## EXERCISE
All lines below containing the string "derive" are to be copied.

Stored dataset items
Start of Block
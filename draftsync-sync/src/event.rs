//! Events reported to the caller during a sync run.

use crate::error::SyncError;
use crate::kind::ResourceKind;
use std::fmt;

#[derive(Debug, Clone, Copy, PartialEq, Eq)]
pub enum Severity {
    Error,
    Warning,
}

impl fmt::Display for Severity {
    fn fmt(&self, f: &mut fmt::Formatter<'_>) -> fmt::Result {
        match self {
            Self::Error => write!(f, "error"),
            Self::Warning => write!(f, "warning"),
        }
    }
}

/// One problem met while syncing, with whatever context was available at
/// the failing step. Validation errors carry neither entity nor draft
/// actions; update failures carry all of them.
#[derive(Debug)]
pub struct SyncEvent<K: ResourceKind> {
    pub severity: Severity,
    pub message: String,
    pub error: Option<SyncError>,
    pub old_entity: Option<K::Entity>,
    pub draft: Option<K::Draft>,
    pub actions: Vec<K::Action>,
}

impl<K: ResourceKind> SyncEvent<K> {
    pub fn error(message: impl Into<String>) -> Self {
        Self::new(Severity::Error, message)
    }

    pub fn warning(message: impl Into<String>) -> Self {
        Self::new(Severity::Warning, message)
    }

    fn new(severity: Severity, message: impl Into<String>) -> Self {
        Self {
            severity,
            message: message.into(),
            error: None,
            old_entity: None,
            draft: None,
            actions: Vec::new(),
        }
    }

    #[must_use]
    pub fn with_error(mut self, error: SyncError) -> Self {
        self.error = Some(error);
        self
    }

    #[must_use]
    pub fn with_old_entity(mut self, entity: K::Entity) -> Self {
        self.old_entity = Some(entity);
        self
    }

    #[must_use]
    pub fn with_draft(mut self, draft: K::Draft) -> Self {
        self.draft = Some(draft);
        self
    }

    #[must_use]
    pub fn with_actions(mut self, actions: Vec<K::Action>) -> Self {
        self.actions = actions;
        self
    }

    pub fn is_error(&self) -> bool {
        self.severity == Severity::Error
    }
}
//! Publish / unpublish decision.
//!
//! | desired | current | other changes or staged changes | action    |
//! |---------|---------|---------------------------------|-----------|
//! | false   | false   | any                             | none      |
//! | false   | true    | any                             | unpublish |
//! | true    | false   | any                             | publish   |
//! | true    | true    | true                            | publish   |
//! | true    | true    | false                           | none      |
//!
//! Re-publishing an already published product flushes its staged changes,
//! including the ones produced by the current diff.

use draftsync_types::ProductAction;

/// Decides whether a product has to be published or unpublished.
///
/// `desired` is the draft's flag (unset means `false`), `current` the
/// entity's published flag, `has_other_actions` whether the same diff
/// already produced actions, and `has_staged_changes` the entity's flag for
/// pending unpublished modifications.
pub fn build_publish_or_unpublish_action(
    desired: Option<bool>,
    current: bool,
    has_other_actions: bool,
    has_staged_changes: bool,
) -> Option<ProductAction> {
    match (desired.unwrap_or(false), current) {
        (false, false) => None,
        (false, true) => Some(ProductAction::Unpublish),
        (true, false) => Some(ProductAction::Publish),
        (true, true) => (has_other_actions || has_staged_changes).then_some(ProductAction::Publish),
    }
}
End of Block
## SOLVED PROBLEM
#[derive(Debug, Clone, Copy, PartialEq, Eq)]
#[derive(Debug)]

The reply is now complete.